SOURCE INFORMATION
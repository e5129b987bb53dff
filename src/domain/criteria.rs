use std::fmt;

use serde::{Deserialize, Serialize};

use super::region::{normalize, RegionName};

pub const DEFAULT_AGE_YEARS: u32 = 18;
pub const DEFAULT_CATEGORY: &str = "Education & Learning";

#[derive(Debug, Clone, PartialEq, Eq, Serialize, Deserialize)]
#[serde(tag = "mode", rename_all = "snake_case")]
pub enum SearchCriteria {
    Keyword {
        text: String,
    },
    Filter {
        region: String,
        category: String,
        age_years: u32,
    },
}

#[derive(Debug, thiserror::Error, PartialEq, Eq)]
pub enum CriteriaError {
    #[error("either a query or a state filter is required")]
    Missing,
    #[error("query and state filter are mutually exclusive")]
    Ambiguous,
    #[error("{0} must not be blank")]
    Blank(&'static str),
}

impl SearchCriteria {
    pub fn validate(&self) -> Result<(), CriteriaError> {
        match self {
            SearchCriteria::Keyword { text } if text.trim().is_empty() => {
                Err(CriteriaError::Blank("query"))
            }
            SearchCriteria::Filter { region, .. } if region.trim().is_empty() => {
                Err(CriteriaError::Blank("state"))
            }
            SearchCriteria::Filter { category, .. } if category.trim().is_empty() => {
                Err(CriteriaError::Blank("category"))
            }
            _ => Ok(()),
        }
    }
}

#[derive(Debug, Clone, Copy, PartialEq, Eq)]
pub enum AgeBracket {
    UpTo5,
    From6To18,
    From19To25,
    From26To40,
    From41To60,
}

impl AgeBracket {
    pub fn from_age(age_years: u32) -> Self {
        match age_years {
            0..=5 => AgeBracket::UpTo5,
            6..=18 => AgeBracket::From6To18,
            19..=25 => AgeBracket::From19To25,
            26..=40 => AgeBracket::From26To40,
            _ => AgeBracket::From41To60,
        }
    }

    /// Label as shown in the site's age dropdown.
    pub fn label(&self) -> &'static str {
        match self {
            AgeBracket::UpTo5 => "0-5",
            AgeBracket::From6To18 => "6-18",
            AgeBracket::From19To25 => "19-25",
            AgeBracket::From26To40 => "26-40",
            AgeBracket::From41To60 => "41-60",
        }
    }
}

impl fmt::Display for AgeBracket {
    fn fmt(&self, f: &mut fmt::Formatter<'_>) -> fmt::Result {
        f.write_str(self.label())
    }
}

/// Values actually typed into the filter sidebar, derived from a `Filter` criteria.
#[derive(Debug, Clone, PartialEq, Eq)]
pub struct FacetSelection {
    pub region: RegionName,
    pub category: String,
    pub age: AgeBracket,
}

impl FacetSelection {
    pub fn new(region: &str, category: &str, age_years: u32) -> Self {
        FacetSelection {
            region: normalize(region),
            category: category.trim().to_string(),
            age: AgeBracket::from_age(age_years),
        }
    }
}

/// Inbound scrape request as posted to `/scrape`.
#[derive(Debug, Clone, Default, PartialEq, Eq, Serialize, Deserialize)]
pub struct ScrapeRequest {
    pub query: Option<String>,
    #[serde(alias = "region")]
    pub filter_state: Option<String>,
    #[serde(alias = "category")]
    pub filter_category: Option<String>,
    #[serde(alias = "age_years", alias = "ageYears")]
    pub filter_age: Option<u32>,
}

fn present(value: &Option<String>) -> Option<&str> {
    value.as_deref().map(str::trim).filter(|v| !v.is_empty())
}

impl TryFrom<&ScrapeRequest> for SearchCriteria {
    type Error = CriteriaError;

    fn try_from(request: &ScrapeRequest) -> Result<Self, Self::Error> {
        let criteria = match (present(&request.query), present(&request.filter_state)) {
            (Some(_), Some(_)) => return Err(CriteriaError::Ambiguous),
            (None, None) => return Err(CriteriaError::Missing),
            (Some(text), None) => SearchCriteria::Keyword {
                text: text.to_string(),
            },
            (None, Some(region)) => SearchCriteria::Filter {
                region: region.to_string(),
                category: present(&request.filter_category)
                    .unwrap_or(DEFAULT_CATEGORY)
                    .to_string(),
                age_years: request.filter_age.unwrap_or(DEFAULT_AGE_YEARS),
            },
        };
        criteria.validate()?;
        Ok(criteria)
    }
}
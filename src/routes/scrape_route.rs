use actix_web::{post, web, HttpResponse};
use serde::Serialize;

use crate::{
    domain::{SchemeRecord, ScrapeRequest, SearchCriteria},
    services::{Pipeline, PipelineError},
};

#[derive(Serialize)]
struct ScrapeResponse {
    #[serde(flatten)]
    request: ScrapeRequest,
    schemes: Vec<SchemeRecord>,
}

#[derive(Serialize)]
struct ErrorResponse {
    error: String,
}

#[post("/scrape")]
pub async fn scrape(
    body: web::Json<ScrapeRequest>,
    pipeline: web::Data<Pipeline>,
) -> HttpResponse {
    let request = body.into_inner();

    let criteria = match SearchCriteria::try_from(&request) {
        Ok(criteria) => criteria,
        Err(e) => {
            log::warn!("Rejected scrape request {:?}: {}", request, e);
            return HttpResponse::BadRequest().json(ErrorResponse {
                error: e.to_string(),
            });
        }
    };

    let schemes = match pipeline.run(criteria).await {
        Ok(result) => result.records,
        Err(PipelineError::BrowserUnavailable(e)) => {
            log::error!("No browser for scrape request. Error: {:?}", e);
            vec![]
        }
        Err(PipelineError::InvalidCriteria(e)) => {
            return HttpResponse::BadRequest().json(ErrorResponse {
                error: e.to_string(),
            });
        }
        Err(e @ PipelineError::DeadlineExceeded(_)) => {
            log::error!("Scrape request failed: {}", e);
            return HttpResponse::InternalServerError().json(ErrorResponse {
                error: "Failed to scrape schemes".to_string(),
            });
        }
    };

    HttpResponse::Ok().json(ScrapeResponse { request, schemes })
}
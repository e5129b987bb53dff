use std::{error::Error as StdError, future::Future, time::Duration};

use anyhow::Context;
use async_trait::async_trait;
use serde_json::Value;
use thirtyfour::{
    error::WebDriverResult, prelude::*, ChromiumLikeCapabilities, ChromeCapabilities,
    DesiredCapabilities, WebDriver, WindowHandle,
};

use crate::configuration::BrowserSettings;

use super::page::{SchemePage, Target};

const CHROME_ARGS: [&str; 4] = [
    "--disable-setuid-sandbox",
    "--no-first-run",
    "--no-zygote",
    "--disable-blink-features=AutomationControlled",
];

/// Failures that mean no browser can be used at all.
#[derive(Debug, thiserror::Error)]
pub enum SessionError {
    #[error("browser unavailable: {0}")]
    Unavailable(#[source] Box<dyn StdError + Send + Sync>),
}

impl SessionError {
    fn unavailable(error: impl StdError + Send + Sync + 'static) -> Self {
        SessionError::Unavailable(Box::new(error))
    }
}

/// One browser with one primary page. Extra pages are short-lived tabs.
#[async_trait]
pub trait BrowserSession: Send + Sync {
    fn page(&self) -> &dyn SchemePage;

    /// Opens a new tab; the caller must `close` it.
    async fn open_page(&self) -> anyhow::Result<Box<dyn SchemePage>>;

    /// Releases the browser. Errors are logged, never returned.
    async fn close(self: Box<Self>);
}

#[async_trait]
pub trait SessionProvider: Send + Sync {
    async fn acquire(&self) -> Result<Box<dyn BrowserSession>, SessionError>;
}

pub struct Droid {
    driver: Option<WebDriver>,
    page: DroidPage,
}

impl Droid {
    pub async fn launch(settings: &BrowserSettings) -> Result<Self, SessionError> {
        let caps = chrome_capabilities(settings).map_err(SessionError::unavailable)?;

        let driver = WebDriver::new(settings.webdriver_url.as_str(), caps)
            .await
            .map_err(SessionError::unavailable)?;
        log::info!(
            "Started browser session via {} (headless: {})",
            settings.webdriver_url,
            settings.headless
        );

        Ok(Droid {
            page: DroidPage::primary(driver.clone()),
            driver: Some(driver),
        })
    }
}

fn chrome_capabilities(settings: &BrowserSettings) -> WebDriverResult<ChromeCapabilities> {
    let mut caps = DesiredCapabilities::chrome();
    if settings.headless {
        caps.set_headless()?;
    }
    caps.set_no_sandbox()?;
    caps.set_disable_dev_shm_usage()?;
    caps.set_disable_gpu()?;
    for arg in CHROME_ARGS {
        caps.add_arg(arg)?;
    }
    caps.add_arg(&format!(
        "--window-size={},{}",
        settings.window_width, settings.window_height
    ))?;
    caps.add_arg(&format!("--user-agent={}", settings.user_agent))?;
    Ok(caps)
}

#[async_trait]
impl BrowserSession for Droid {
    fn page(&self) -> &dyn SchemePage {
        &self.page
    }

    async fn open_page(&self) -> anyhow::Result<Box<dyn SchemePage>> {
        let driver = self
            .driver
            .clone()
            .context("Browser session already closed")?;
        let origin = driver.window().await?;
        let tab = driver.new_tab().await?;
        driver.switch_to_window(tab.clone()).await?;

        Ok(Box::new(DroidPage {
            driver,
            tab: Some(TabWindows { tab, origin }),
        }))
    }

    async fn close(self: Box<Self>) {
        let mut droid = self;
        if let Some(driver) = droid.driver.take() {
            match driver.quit().await {
                Ok(()) => log::info!("Closed browser session"),
                Err(e) => log::warn!("Failed to quit browser session: {:?}", e),
            }
        }
    }
}

impl Drop for Droid {
    fn drop(&mut self) {
        let Some(driver) = self.driver.take() else {
            return;
        };
        // Reached when a run is cancelled mid-phase.
        match tokio::runtime::Handle::try_current() {
            Ok(runtime) => {
                runtime.spawn(async move {
                    if let Err(e) = driver.quit().await {
                        log::warn!("Failed to quit dropped browser session: {:?}", e);
                    }
                });
            }
            Err(_) => log::error!("Browser session dropped outside a runtime, leaking it"),
        }
    }
}

pub struct DroidFactory {
    settings: BrowserSettings,
}

impl DroidFactory {
    pub fn new(settings: BrowserSettings) -> Self {
        DroidFactory { settings }
    }
}

#[async_trait]
impl SessionProvider for DroidFactory {
    async fn acquire(&self) -> Result<Box<dyn BrowserSession>, SessionError> {
        Ok(Box::new(Droid::launch(&self.settings).await?))
    }
}

struct TabWindows {
    tab: WindowHandle,
    origin: WindowHandle,
}

/// A page backed by the WebDriver session's current window.
pub struct DroidPage {
    driver: WebDriver,
    tab: Option<TabWindows>,
}

impl DroidPage {
    fn primary(driver: WebDriver) -> Self {
        DroidPage { driver, tab: None }
    }

    async fn element(&self, target: &Target) -> WebDriverResult<WebElement> {
        self.driver.find(by(target)).await
    }
}

fn by(target: &Target) -> By {
    match target {
        Target::Css(css) => By::Css(*css),
        Target::Text(text) => By::XPath(format!("//*[contains(text(), \"{}\")]", text)),
    }
}

#[async_trait]
impl SchemePage for DroidPage {
    async fn goto(&self, url: &str) -> anyhow::Result<()> {
        self.driver
            .goto(url)
            .await
            .with_context(|| format!("Failed to navigate to {}", url))
    }

    async fn title(&self) -> anyhow::Result<String> {
        Ok(self.driver.title().await?)
    }

    async fn source(&self) -> anyhow::Result<String> {
        Ok(self.driver.source().await?)
    }

    async fn is_visible(&self, target: &Target) -> anyhow::Result<bool> {
        match self.element(target).await {
            Ok(element) => Ok(element.is_displayed().await?),
            Err(_) => Ok(false),
        }
    }

    async fn wait_for(&self, target: &Target, timeout: Duration) -> anyhow::Result<()> {
        self.driver
            .query(by(target))
            .wait(timeout, Duration::from_millis(250))
            .and_displayed()
            .first()
            .await
            .with_context(|| format!("{:?} not visible after {:?}", target, timeout))?;
        Ok(())
    }

    async fn click(&self, target: &Target) -> anyhow::Result<()> {
        self.element(target).await?.click().await?;
        Ok(())
    }

    async fn force_click(&self, target: &Target) -> anyhow::Result<()> {
        let element = self.element(target).await?;
        self.driver
            .execute(
                "arguments[0].click(); arguments[0].focus();",
                vec![element.to_json()?],
            )
            .await?;
        Ok(())
    }

    async fn fill(&self, target: &Target, value: &str) -> anyhow::Result<()> {
        let element = self.element(target).await?;
        element.clear().await?;
        element.send_keys(value).await?;
        Ok(())
    }

    async fn type_keys(
        &self,
        target: &Target,
        text: &str,
        delay: Duration,
    ) -> anyhow::Result<()> {
        let element = self.element(target).await?;
        for ch in text.chars() {
            let key = ch.to_string();
            element.send_keys(key.as_str()).await?;
            tokio::time::sleep(delay).await;
        }
        Ok(())
    }

    async fn press_enter(&self, target: &Target) -> anyhow::Result<()> {
        // WebDriver code point for the Enter key.
        self.element(target).await?.send_keys("\u{E007}").await?;
        Ok(())
    }

    async fn execute(&self, script: &str, args: Vec<Value>) -> anyhow::Result<Value> {
        let ret = self.driver.execute(script, args).await?;
        Ok(ret.json().clone())
    }

    async fn close(self: Box<Self>) -> anyhow::Result<()> {
        if let Some(windows) = &self.tab {
            self.driver.switch_to_window(windows.tab.clone()).await?;
            close_and_return(
                self.driver.close_window(),
                self.driver.switch_to_window(windows.origin.clone()),
            )
            .await?;
        }
        Ok(())
    }
}

/// Runs `restore` even when `close` fails, so the driver never stays on a
/// dead window. The first error wins.
async fn close_and_return<E>(
    close: impl Future<Output = Result<(), E>>,
    restore: impl Future<Output = Result<(), E>>,
) -> Result<(), E> {
    let closed = close.await;
    let restored = restore.await;
    closed.and(restored)
}
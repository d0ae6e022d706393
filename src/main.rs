use std::{
    fs::File,
    io::{self, Read},
    process::ExitCode,
    sync::{
        atomic::{AtomicBool, Ordering},
        Arc,
    },
    thread,
};

use args::{convert_filter, Args};
use clap::Parser;
use datalog_slurper::{
    activity::Segmenter,
    capture::run_session,
    exfil::{export_session, ExportConfig, ExportMode},
    monitoring::describe,
    ChannelEvent, Reconstructor, Result,
};
use tracing::{debug, error, info, warn};

mod args;

// How many channel events the monitor may fall behind by
const EVENT_CAPACITY: usize = 1024;

fn run(args: Args) -> Result<usize> {
    // Ctrl-C ends the session, whatever has been decoded so far gets saved.
    // It is noticed between records, an idle input has to deliver one more (or EOF)
    let running = Arc::new(AtomicBool::new(true));
    let r = running.clone();
    if let Err(e) = ctrlc::set_handler(move || r.store(false, Ordering::SeqCst)) {
        warn!("Unable to catch Ctrl-C: {}", e);
    }

    // Replay the activities through the recorder
    let mut segmenter = Segmenter::new();
    for span in &args.activity {
        let index = segmenter.start_at(span.start_ms)?;
        segmenter.stop_at(span.end_ms)?;
        segmenter.label(index, span.label)?;
    }

    let reader: Box<dyn Read + Send> = match &args.input {
        Some(path) => Box::new(File::open(path)?),
        None => Box::new(io::stdin()),
    };

    let mut reconstructor = Reconstructor::new();
    let events = reconstructor.subscribe(EVENT_CAPACITY);
    let monitor = thread::spawn(move || {
        for event in events {
            match event {
                ChannelEvent::Desynced { channel, reason } => {
                    debug!(%channel, "Flush buffers and try again: {}", reason)
                }
                event => debug!(?event, "Channel event"),
            }
        }
    });

    let captured = run_session(reader, args.capacity as usize, &running, &mut reconstructor)?;
    info!("Session finished after {} records", captured);
    let channels = reconstructor.finish();
    // The reconstructor held the only sender
    let _ = monitor.join();

    for channel in &channels {
        info!(channel = %channel.label(), "{}", describe(channel));
    }

    let mode = if args.all {
        ExportMode::All
    } else {
        ExportMode::PerActivity
    };
    if mode == ExportMode::PerActivity && segmenter.labeled().next().is_none() {
        warn!("No labeled activities, nothing to save (try --all)");
    }
    let config = ExportConfig {
        tolerance_ms: args.tolerance_ms,
    };
    let results = export_session(&args.output_dir, &channels, &segmenter, mode, &config);
    let mut failed = 0;
    for result in &results {
        if let Err(e) = result {
            error!("Unable to save readings: {}", e);
            failed += 1;
        }
    }
    info!("Saved {} of {} files", results.len() - failed, results.len());
    Ok(failed)
}

fn main() -> ExitCode {
    let args = Args::parse();
    tracing_subscriber::fmt()
        .with_max_level(convert_filter(args.verbose.log_level_filter()))
        .init();
    match run(args) {
        Ok(0) => ExitCode::SUCCESS,
        Ok(failed) => {
            error!("{} files could not be saved", failed);
            ExitCode::FAILURE
        }
        Err(e) => {
            error!("{}", e);
            ExitCode::FAILURE
        }
    }
}
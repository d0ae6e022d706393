//! This module contains all the capture logic

// The capture thread will do one thing: pull recorded frames off the
// transport, and that's it. The records go through an rtrb ring buffer to the
// decoder on another thread. The ring is single producer, single consumer, so
// frames reach the decoder in exactly the order they were read.

use std::{
    io::{self, Read},
    sync::atomic::{AtomicBool, Ordering},
    thread,
};

use tracing::{debug, warn};

use crate::{reconstruct::Reconstructor, FRAME_SIZE, RECORD_SIZE, TAG_SIZE};

pub type RecordBytes = [u8; RECORD_SIZE];

/// Split a record into its channel tag and payload
pub fn split_record(record: &RecordBytes) -> (u32, &[u8]) {
    let (tag, payload) = record.split_at(TAG_SIZE);
    (u32::from_be_bytes([tag[0], tag[1], tag[2], tag[3]]), payload)
}

pub fn encode_record(tag: u32, frame: &[u8; FRAME_SIZE]) -> RecordBytes {
    let mut record = [0u8; RECORD_SIZE];
    record[..TAG_SIZE].copy_from_slice(&tag.to_be_bytes());
    record[TAG_SIZE..].copy_from_slice(frame);
    record
}

// Like read_exact, but tells us how far it got before EOF
fn read_full<R: Read>(reader: &mut R, buf: &mut [u8]) -> io::Result<usize> {
    let mut filled = 0;
    while filled < buf.len() {
        match reader.read(&mut buf[filled..]) {
            Ok(0) => break,
            Ok(n) => filled += n,
            Err(e) if e.kind() == io::ErrorKind::Interrupted => continue,
            Err(e) => return Err(e),
        }
    }
    Ok(filled)
}

/// Push records into the ring until EOF or until `running` is cleared.
/// Returns how many records were captured.
///
/// `running` is checked between records. A read blocked on an idle pipe or
/// terminal is restarted after a signal, so clearing `running` takes effect
/// once the next record (or EOF) arrives.
pub fn capture_records<R: Read>(
    mut reader: R,
    producer: &mut rtrb::Producer<RecordBytes>,
    running: &AtomicBool,
) -> io::Result<u64> {
    let mut captured = 0u64;
    while running.load(Ordering::Relaxed) {
        let mut record = [0u8; RECORD_SIZE];
        let filled = read_full(&mut reader, &mut record)?;
        if filled == 0 {
            break;
        }
        // Skip bad records, there is nothing after them anyway
        if filled != RECORD_SIZE {
            warn!(
                "Skipping truncated record ({} of {} bytes)",
                filled, RECORD_SIZE
            );
            break;
        }
        // Never drop a frame, wait for the decoder to make room
        while let Err(rtrb::PushError::Full(r)) = producer.push(record) {
            record = r;
            std::hint::spin_loop();
        }
        captured += 1;
    }
    debug!("Captured {} records", captured);
    Ok(captured)
}

/// Ingest records until the producer hangs up and the ring is drained
pub fn consume_records(
    mut consumer: rtrb::Consumer<RecordBytes>,
    reconstructor: &mut Reconstructor,
) {
    loop {
        match consumer.pop() {
            Ok(record) => {
                let (tag, payload) = split_record(&record);
                // Errors only touch one channel and are logged by the reconstructor
                let _ = reconstructor.ingest(tag, payload);
            }
            Err(_) => {
                if consumer.is_abandoned() && consumer.is_empty() {
                    break;
                }
                std::hint::spin_loop();
            }
        }
    }
}

/// Run capture and decode on their own threads until the input is exhausted
/// or `running` is cleared
pub fn run_session<R: Read + Send>(
    reader: R,
    capacity: usize,
    running: &AtomicBool,
    reconstructor: &mut Reconstructor,
) -> io::Result<u64> {
    let (mut producer, consumer) = rtrb::RingBuffer::new(capacity);
    thread::scope(|s| {
        // The producer is dropped when this thread ends, which lets the consumer finish
        let capture = s.spawn(move || capture_records(reader, &mut producer, running));
        consume_records(consumer, reconstructor);
        capture.join().unwrap_or_else(|_| {
            Err(io::Error::new(
                io::ErrorKind::Other,
                "capture thread panicked",
            ))
        })
    })
}

#[cfg(test)]
mod tests {
    use super::*;
    use crate::{
        channel::ChannelLabel,
        frame::{encode_axes, encode_timestamp},
        Axes,
    };
    use std::io::Cursor;

    fn recording(readings_per_sync: usize, syncs: usize) -> Vec<u8> {
        let mut log = Vec::new();
        for tag in [2u32, 9] {
            log.extend(encode_record(tag, &encode_timestamp(10_000)));
        }
        let mut t = 10_000;
        for _ in 0..syncs {
            for i in 0..readings_per_sync {
                for tag in [2u32, 9] {
                    let axes = Axes::new(i as i16, tag as i16, -(i as i16));
                    log.extend(encode_record(tag, &encode_axes(axes)));
                }
            }
            t += 1000;
            for tag in [2u32, 9] {
                log.extend(encode_record(tag, &encode_timestamp(t)));
            }
        }
        log
    }

    #[test]
    fn test_split_record() {
        let record = encode_record(7, &[1, 2, 3, 4, 5, 6]);
        assert_eq!(record, [0, 0, 0, 7, 1, 2, 3, 4, 5, 6]);
        assert_eq!(split_record(&record), (7, &[1u8, 2, 3, 4, 5, 6][..]));
    }

    #[test]
    fn test_run_session() {
        let log = recording(9, 50);
        let running = AtomicBool::new(true);
        let mut rec = Reconstructor::new();
        // Small ring so the capture thread has to wait on the decoder
        let captured = run_session(Cursor::new(log), 4, &running, &mut rec).unwrap();
        assert_eq!(captured, 2 + 50 * (9 * 2 + 2));
        for label in [ChannelLabel::Waist, ChannelLabel::Chest] {
            let ch = rec.channel(label).unwrap();
            assert_eq!(ch.committed().len(), 450);
            assert_eq!(ch.committed()[1].timestamp_ms, 10_100);
            assert!(!ch.is_desynced());
        }
    }

    #[test]
    fn test_truncated_tail() {
        let mut log = recording(1, 1);
        log.extend([0, 0, 0, 2, 0x80]);
        let running = AtomicBool::new(true);
        let mut rec = Reconstructor::new();
        let captured = run_session(Cursor::new(log), 16, &running, &mut rec).unwrap();
        assert_eq!(captured, 6);
        assert_eq!(rec.stats().frames, 6);
    }

    // Hands out its records one at a time and clears `running` after the first
    struct StopAfterFirst<'a> {
        log: Cursor<Vec<u8>>,
        running: &'a AtomicBool,
    }

    impl Read for StopAfterFirst<'_> {
        fn read(&mut self, buf: &mut [u8]) -> io::Result<usize> {
            let n = buf.len().min(RECORD_SIZE);
            let read = self.log.read(&mut buf[..n])?;
            if self.log.position() >= RECORD_SIZE as u64 {
                self.running.store(false, Ordering::Relaxed);
            }
            Ok(read)
        }
    }

    #[test]
    fn test_stop_between_records() {
        let running = AtomicBool::new(true);
        let reader = StopAfterFirst {
            log: Cursor::new(recording(1, 1)),
            running: &running,
        };
        let mut rec = Reconstructor::new();
        let captured = run_session(reader, 16, &running, &mut rec).unwrap();
        // The record in flight is finished, nothing after it is read
        assert_eq!(captured, 1);
        assert_eq!(rec.channels().count(), 1);
    }

    #[test]
    fn test_stopped_before_start() {
        let running = AtomicBool::new(false);
        let mut rec = Reconstructor::new();
        let captured = run_session(Cursor::new(recording(1, 1)), 16, &running, &mut rec).unwrap();
        assert_eq!(captured, 0);
        assert_eq!(rec.channels().count(), 0);
    }
}
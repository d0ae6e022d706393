//! Argument parsing for running from the command line

use std::path::PathBuf;

use clap::Parser;
use datalog_slurper::{activity::ActivityLabel, Error};

#[derive(Parser, Debug)]
#[clap(author, version, about, long_about = None)]
pub struct Args {
    /// Recorded frame log (4 byte big-endian tag + 6 byte payload per record), stdin if absent
    #[clap(short, long)]
    pub input: Option<PathBuf>,
    /// Directory to save the CSV files in
    #[clap(short, long, default_value = "PebbleDataLogging")]
    pub output_dir: PathBuf,
    /// Ring buffer capacity
    #[clap(short, long, default_value_t = 256)]
    #[clap(value_parser = clap::value_parser!(u32).range(1..))]
    pub capacity: u32,
    /// Labeled activity as LABEL@START..END in POSIX ms, e.g. Walking@1449000000000..1449000060000
    #[clap(short, long, value_parser = activity_span)]
    pub activity: Vec<ActivitySpan>,
    /// Ignore activities and save everything each channel recorded
    #[clap(long)]
    pub all: bool,
    /// How far (ms) the data may sit from an activity's edges before warning
    #[clap(long, default_value_t = 1000)]
    pub tolerance_ms: i64,
    #[clap(flatten)]
    pub verbose: clap_verbosity_flag::Verbosity<clap_verbosity_flag::WarnLevel>,
}

#[derive(Clone, Copy, PartialEq, Eq, Debug)]
pub struct ActivitySpan {
    pub label: ActivityLabel,
    pub start_ms: i64,
    pub end_ms: i64,
}

/// Match verbosity filter with tracing subscriber log levels
pub fn convert_filter(filter: log::LevelFilter) -> tracing_subscriber::filter::LevelFilter {
    match filter {
        log::LevelFilter::Off => tracing_subscriber::filter::LevelFilter::OFF,
        log::LevelFilter::Error => tracing_subscriber::filter::LevelFilter::ERROR,
        log::LevelFilter::Warn => tracing_subscriber::filter::LevelFilter::WARN,
        log::LevelFilter::Info => tracing_subscriber::filter::LevelFilter::INFO,
        log::LevelFilter::Debug => tracing_subscriber::filter::LevelFilter::DEBUG,
        log::LevelFilter::Trace => tracing_subscriber::filter::LevelFilter::TRACE,
    }
}

fn parse_span(s: &str) -> Result<ActivitySpan, Error> {
    let invalid = || Error::InvalidSpan(s.to_owned());
    let (label, range) = s.rsplit_once('@').ok_or_else(invalid)?;
    let (start, end) = range.split_once("..").ok_or_else(invalid)?;
    Ok(ActivitySpan {
        label: label.parse()?,
        start_ms: start.trim().parse().map_err(|_| invalid())?,
        end_ms: end.trim().parse().map_err(|_| invalid())?,
    })
}

fn activity_span(s: &str) -> Result<ActivitySpan, String> {
    parse_span(s).map_err(|e| e.to_string())
}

EXERCISE
Whenever the word "PartialEq" turns up in a line of the listing above, copy the line.

OUTPUT OF THE EXERCISE
#[derive(Debug, Clone, PartialEq, Eq, Serialize, Deserialize)]
#[derive(Debug, thiserror::Error, PartialEq, Eq)]
#[derive(Debug, Clone, Copy, PartialEq, Eq)]
#[derive(Debug, Clone, PartialEq, Eq)]
#[derive(Debug, Clone, Default, PartialEq, Eq, Serialize, Deserialize)]
#[derive(Clone, Copy, PartialEq, Eq, Debug)]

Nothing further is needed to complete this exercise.